Alex Smith

Copy Fail: The 9-Year-Old Linux Bug That Lets Anyone Become Root — and the AI That Found It in an Hour

A Bug That Hid for Nine Years. An AI Found It in an Hour.

Imagine a skeleton key that fits every lock on the planet. Now imagine it’s been sitting in a drawer since 2017, and nobody noticed until a machine went looking for it.

That’s essentially what happened with CVE-2026-31431, nicknamed “Copy Fail” — a high-severity Linux kernel vulnerability that lets any unprivileged user escalate to full root access on virtually every major Linux distribution. It affects Ubuntu, Red Hat, SUSE, Amazon Linux, Debian, Fedora, Arch — the whole lineup. And it’s been there for nine years.

Here’s the part that should keep everyone in IT up at night: it was found by an AI system in about an hour.

What Happened

On April 29, 2026, security research firm Theori publicly disclosed CVE-2026-31431 — a local privilege escalation (LPE) vulnerability in the Linux kernel’s cryptographic subsystem. Specifically, it lives in the algif_aead module, which is part of the AF_ALG userspace crypto API.

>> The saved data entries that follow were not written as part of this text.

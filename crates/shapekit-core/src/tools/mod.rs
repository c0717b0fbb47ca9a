//! Tool system: which shape a drawing gesture produces.

use crate::shapes::{Circle, Line, Rectangle, Shape, ShapeId, ShapeStyle};
use kurbo::Point;
use serde::{Deserialize, Serialize};

/// Shapes whose box is smaller than this on both axes are not created.
pub const MIN_CREATE_SIZE: f64 = 5.0;

/// Available tools.
#[derive(Debug, Clone, Copy, PartialEq, Eq, Hash, Serialize, Deserialize, Default)]
#[serde(rename_all = "lowercase")]
pub enum ToolKind {
    #[default]
    Select,
    Line,
    Rectangle,
    Circle,
}

impl ToolKind {
    /// Whether a gesture with this tool draws a new shape.
    pub fn creates_shapes(self) -> bool {
        !matches!(self, ToolKind::Select)
    }

    /// Host-facing name of the tool.
    pub fn as_str(self) -> &'static str {
        match self {
            ToolKind::Select => "select",
            ToolKind::Line => "line",
            ToolKind::Rectangle => "rectangle",
            ToolKind::Circle => "circle",
        }
    }
}

impl std::fmt::Display for ToolKind {
    fn fmt(&self, f: &mut std::fmt::Formatter<'_>) -> std::fmt::Result {
        f.write_str(self.as_str())
    }
}

impl std::str::FromStr for ToolKind {
    type Err = String;

    fn from_str(s: &str) -> Result<Self, Self::Err> {
        match s {
            "select" => Ok(ToolKind::Select),
            "line" => Ok(ToolKind::Line),
            "rectangle" => Ok(ToolKind::Rectangle),
            "circle" => Ok(ToolKind::Circle),
            other => Err(format!("unknown tool: {other}")),
        }
    }
}

/// Create a shape from the start and end points of a drawing gesture.
///
/// Rectangles and circles take the min corner and absolute extent of the two
/// points; lines keep their endpoints as drawn. Returns `None` for tools that
/// don't draw.
pub fn create_shape(
    tool: ToolKind,
    id: impl Into<ShapeId>,
    start: Point,
    end: Point,
    style: &ShapeStyle,
) -> Option<Shape> {
    let shape = match tool {
        ToolKind::Line => Shape::Line(Line::new(id, start, end).with_style(style.clone())),
        ToolKind::Rectangle => {
            Shape::Rectangle(Rectangle::from_corners(id, start, end).with_style(style.clone()))
        }
        ToolKind::Circle => Shape::Circle(Circle::from_corners(id, start, end).with_style(style.clone())),
        ToolKind::Select => return None,
    };
    Some(shape)
}

/// Whether a freshly drawn shape falls under the creation discard rule.
pub fn is_too_small(shape: &Shape, threshold: f64) -> bool {
    let bounds = shape.bounds();
    bounds.width() < threshold && bounds.height() < threshold
}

The bug allows an unprivileged local user to perform a controlled 4-byte write into the kernel’s page cache — the shared memory that holds copies of files the system is actively using. By carefully corrupting the in-memory version of a privileged binary like /usr/bin/su, an attacker can execute that corrupted binary and gain root access.

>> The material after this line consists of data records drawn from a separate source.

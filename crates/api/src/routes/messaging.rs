use axum::routing::{get, post};
use axum::Router;

use crate::handlers::messaging;
use crate::state::AppState;

/// ```text
/// GET  /threads-list       -> list_threads
/// POST /message-send       -> send_message
/// POST /thread-mark-read   -> mark_thread_read
/// ```
pub fn router() -> Router<AppState> {
    Router::new()
        .route("/threads-list", get(messaging::list_threads))
        .route("/message-send", post(messaging::send_message))
        .route("/thread-mark-read", post(messaging::mark_thread_read))
}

And here’s the kicker: the exploit is a 732-byte Python script. No compilation needed, no network access required, no race conditions to win. It just works. Across distributions. Reliably.

Oh, and a fully working proof-of-concept is already public.

Why It Matters

It’s a Nine-Year-Old Bug in Everything

The flaw was introduced in 2017 via a kernel commit (72548b093ee3) that added an in-place optimization to the crypto subsystem — essentially reusing source memory as destination during cryptographic operations. It’s a performance tweak that introduced a subtle but devastating logic error. And it’s been baked into every major Linux distribution since then.

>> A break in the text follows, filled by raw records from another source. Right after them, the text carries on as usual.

//! iCalendar (RFC 5545) export of weekly timetables.
//!
//! Each schedule slot is weekday-coded (ISO: 1 = Monday .. 7 = Sunday) and
//! becomes one weekly recurring `VEVENT` anchored on the slot's next
//! occurrence, today included. Output is deterministic for a given
//! `today` / `stamp` pair.

use chrono::{Datelike, Days, NaiveDate, NaiveTime};

use crate::types::{DbId, Timestamp};

/// Line terminator mandated by RFC 5545.
pub const CRLF: &str = "\r\n";

/// Longest content line, in octets, before folding (RFC 5545 §3.1).
pub const MAX_LINE_OCTETS: usize = 75;

/// Header lines emitted before any event.
const HEADER: &[&str] = &[
    "BEGIN:VCALENDAR",
    "VERSION:2.0",
    "PRODID:-//Educ-CI//Emploi du temps//FR",
    "CALSCALE:GREGORIAN",
    "METHOD:PUBLISH",
    "X-WR-CALNAME:Emploi du temps",
];

const FOOTER: &str = "END:VCALENDAR";

/// One recurring timetable entry.
#[derive(Debug, Clone, PartialEq)]
pub struct ScheduleSlot {
    pub id: DbId,
    pub weekday: i16,
    pub start_time: NaiveTime,
    pub end_time: NaiveTime,
    pub summary: String,
    pub location: Option<String>,
    pub description: Option<String>,
}

/// RFC 5545 `BYDAY` code for an ISO weekday number.
pub fn byday_code(weekday: i16) -> Option<&'static str> {
    match weekday {
        1 => Some("MO"),
        2 => Some("TU"),
        3 => Some("WE"),
        4 => Some("TH"),
        5 => Some("FR"),
        6 => Some("SA"),
        7 => Some("SU"),
        _ => None,
    }
}

/// Date of the next `weekday` on or after `today`.
pub fn next_occurrence(today: NaiveDate, weekday: i16) -> Option<NaiveDate> {
    byday_code(weekday)?;
    let current = today.weekday().number_from_monday() as i64;
    let ahead = (i64::from(weekday) - current).rem_euclid(7) as u64;
    today.checked_add_days(Days::new(ahead))
}

/// Render a whole calendar document. Slots with an invalid weekday are
/// skipped.
pub fn build_calendar(slots: &[ScheduleSlot], today: NaiveDate, stamp: Timestamp) -> String {
    let mut lines: Vec<String> = HEADER.iter().map(|l| l.to_string()).collect();
    let dtstamp = stamp.format("%Y%m%dT%H%M%SZ").to_string();

    for slot in slots {
        let (Some(byday), Some(date)) =
            (byday_code(slot.weekday), next_occurrence(today, slot.weekday))
        else {
            continue;
        };

        lines.push("BEGIN:VEVENT".into());
        lines.push(format!("UID:schedule-{}@educ-ci", slot.id));
        lines.push(format!("DTSTAMP:{dtstamp}"));
        lines.push(format!("DTSTART:{}", local_datetime(date, slot.start_time)));
        lines.push(format!("DTEND:{}", local_datetime(date, slot.end_time)));
        lines.push(format!("RRULE:FREQ=WEEKLY;BYDAY={byday}"));
        lines.push(format!("SUMMARY:{}", escape_text(&slot.summary)));
        if let Some(location) = &slot.location {
            lines.push(format!("LOCATION:{}", escape_text(location)));
        }
        if let Some(description) = &slot.description {
            lines.push(format!("DESCRIPTION:{}", escape_text(description)));
        }
        lines.push("END:VEVENT".into());
    }

    lines.push(FOOTER.into());

    let mut out = String::new();
    for line in &lines {
        out.push_str(&fold_line(line));
        out.push_str(CRLF);
    }
    out
}

/// Fold a content line so no physical line exceeds [`MAX_LINE_OCTETS`].
///
/// Continuation lines start with a single space, which counts towards their
/// length. Splits only on UTF-8 character boundaries.
pub fn fold_line(line: &str) -> String {
    if line.len() <= MAX_LINE_OCTETS {
        return line.to_string();
    }

    let mut out = String::with_capacity(line.len() + line.len() / MAX_LINE_OCTETS * 3);
    let mut budget = MAX_LINE_OCTETS;
    let mut used = 0;
    for c in line.chars() {
        let width = c.len_utf8();
        if used + width > budget {
            out.push_str(CRLF);
            out.push(' ');
            used = 1;
            budget = MAX_LINE_OCTETS;
        }
        out.push(c);
        used += width;
    }
    out
}

/// Floating local date-time (`YYYYMMDDTHHMMSS`).
fn local_datetime(date: NaiveDate, time: NaiveTime) -> String {
    format!("{}T{}", date.format("%Y%m%d"), time.format("%H%M%S"))
}

/// Escape a TEXT value (backslash, semicolon, comma, newline).
pub fn escape_text(value: &str) -> String {
    let mut out = String::with_capacity(value.len());
    for c in value.chars() {
        match c {
            '\\' => out.push_str("\\\\"),
            ';' => out.push_str("\\;"),
            ',' => out.push_str("\\,"),
            '\n' => out.push_str("\\n"),
            '\r' => {}
            other => out.push(other),
        }
    }
    out
}

#[cfg(test)]
mod tests {
    use chrono::{TimeZone, Utc};

    use super::*;

    fn stamp() -> Timestamp {
        Utc.with_ymd_and_hms(2026, 10, 14, 9, 30, 0).unwrap()
    }

    /// Wednesday.
    fn today() -> NaiveDate {
        NaiveDate::from_ymd_opt(2026, 10, 14).unwrap()
    }

    fn slot(id: DbId, weekday: i16) -> ScheduleSlot {
        ScheduleSlot {
            id,
            weekday,
            start_time: NaiveTime::from_hms_opt(8, 0, 0).unwrap(),
            end_time: NaiveTime::from_hms_opt(9, 0, 0).unwrap(),
            summary: "Mathématiques".into(),
            location: Some("Salle 12".into()),
            description: None,
        }
    }

    #[test]
    fn empty_schedule_has_only_header_and_footer() {
        let ics = build_calendar(&[], today(), stamp());
        let lines: Vec<&str> = ics.split(CRLF).filter(|l| !l.is_empty()).collect();
        assert_eq!(lines.first(), Some(&"BEGIN:VCALENDAR"));
        assert_eq!(lines.last(), Some(&"END:VCALENDAR"));
        assert_eq!(lines.len(), HEADER.len() + 1);
        assert!(!ics.contains("VEVENT"));
        assert!(ics.ends_with(CRLF));
    }

    #[test]
    fn next_occurrence_includes_today() {
        assert_eq!(next_occurrence(today(), 3), Some(today()));
    }

    #[test]
    fn next_occurrence_wraps_to_next_week() {
        // Monday after Wednesday 2026-10-14.
        assert_eq!(
            next_occurrence(today(), 1),
            NaiveDate::from_ymd_opt(2026, 10, 19)
        );
        assert_eq!(
            next_occurrence(today(), 7),
            NaiveDate::from_ymd_opt(2026, 10, 18)
        );
    }

    #[test]
    fn invalid_weekday_has_no_occurrence() {
        assert_eq!(next_occurrence(today(), 0), None);
        assert_eq!(next_occurrence(today(), 8), None);
    }

    #[test]
    fn event_carries_weekly_rule_and_anchor_date() {
        let ics = build_calendar(&[slot(4, 5)], today(), stamp());
        assert!(ics.contains("BEGIN:VEVENT\r\n"));
        assert!(ics.contains("UID:schedule-4@educ-ci\r\n"));
        assert!(ics.contains("DTSTAMP:20261014T093000Z\r\n"));
        assert!(ics.contains("DTSTART:20261016T080000\r\n"));
        assert!(ics.contains("DTEND:20261016T090000\r\n"));
        assert!(ics.contains("RRULE:FREQ=WEEKLY;BYDAY=FR\r\n"));
        assert!(ics.contains("LOCATION:Salle 12\r\n"));
    }

    #[test]
    fn invalid_slots_are_skipped() {
        let ics = build_calendar(&[slot(1, 9), slot(2, 2)], today(), stamp());
        assert_eq!(ics.matches("BEGIN:VEVENT").count(), 1);
        assert!(ics.contains("UID:schedule-2@educ-ci"));
    }

    #[test]
    fn output_is_deterministic() {
        let slots = [slot(1, 1), slot(2, 4)];
        assert_eq!(
            build_calendar(&slots, today(), stamp()),
            build_calendar(&slots, today(), stamp())
        );
    }

    #[test]
    fn long_accented_summary_is_folded() {
        let mut long = slot(7, 3);
        long.summary =
            "Éducation physique et sportive, approfondissement des activités athlétiques".into();

        let ics = build_calendar(&[long.clone()], today(), stamp());

        for line in ics.split(CRLF) {
            assert!(line.len() <= MAX_LINE_OCTETS, "line too long: {line:?}");
        }
        // Unfolding restores the escaped value.
        let unfolded = ics.replace("\r\n ", "");
        assert!(unfolded.contains(&format!("SUMMARY:{}\r\n", escape_text(&long.summary))));
    }

    #[test]
    fn fold_never_splits_a_character() {
        let line = format!("SUMMARY:{}", "é".repeat(60));
        let folded = fold_line(&line);

        let parts: Vec<&str> = folded.split(CRLF).collect();
        assert!(parts.len() > 1);
        assert!(parts.iter().all(|p| p.len() <= MAX_LINE_OCTETS));
        assert!(parts[1..].iter().all(|p| p.starts_with(' ')));
        assert_eq!(folded.replace("\r\n ", ""), line);
    }

    #[test]
    fn short_lines_are_untouched() {
        assert_eq!(fold_line("VERSION:2.0"), "VERSION:2.0");
        let exact = "X".repeat(MAX_LINE_OCTETS);
        assert_eq!(fold_line(&exact), exact);
    }

    #[test]
    fn text_values_are_escaped() {
        assert_eq!(escape_text("a,b;c\\d\ne"), "a\\,b\\;c\\\\d\\ne");
    }
}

That means every Linux server, container host, cloud instance, and embedded device running a kernel from 2017 onwards has been vulnerable. That’s a lot of machines.

Containers Are Not the Safety Net You Think They Are

If your security model relies on containers as isolation boundaries, Copy Fail just punched a hole through it. Because the Linux kernel’s page cache is shared across all containers on a host, a compromised container can corrupt memory that affects every other tenant on that machine — and the host itself.

This is especially dangerous for:

  • Multi-tenant Kubernetes clusters — Namespace isolation doesn’t protect against page cache corruption
  • CI/CD runners — Self-hosted GitHub Actions runners, GitLab runners, Jenkins agents executing code from pull requests
  • AI sandboxes — Any system that lets an AI agent execute arbitrary code inside a container

As Bugcrowd’s analysis put it: if your isolation story has the word “container” in it without “microVM,” “gVisor,” or “dedicated host” right next to it, Copy Fail is in your threat model.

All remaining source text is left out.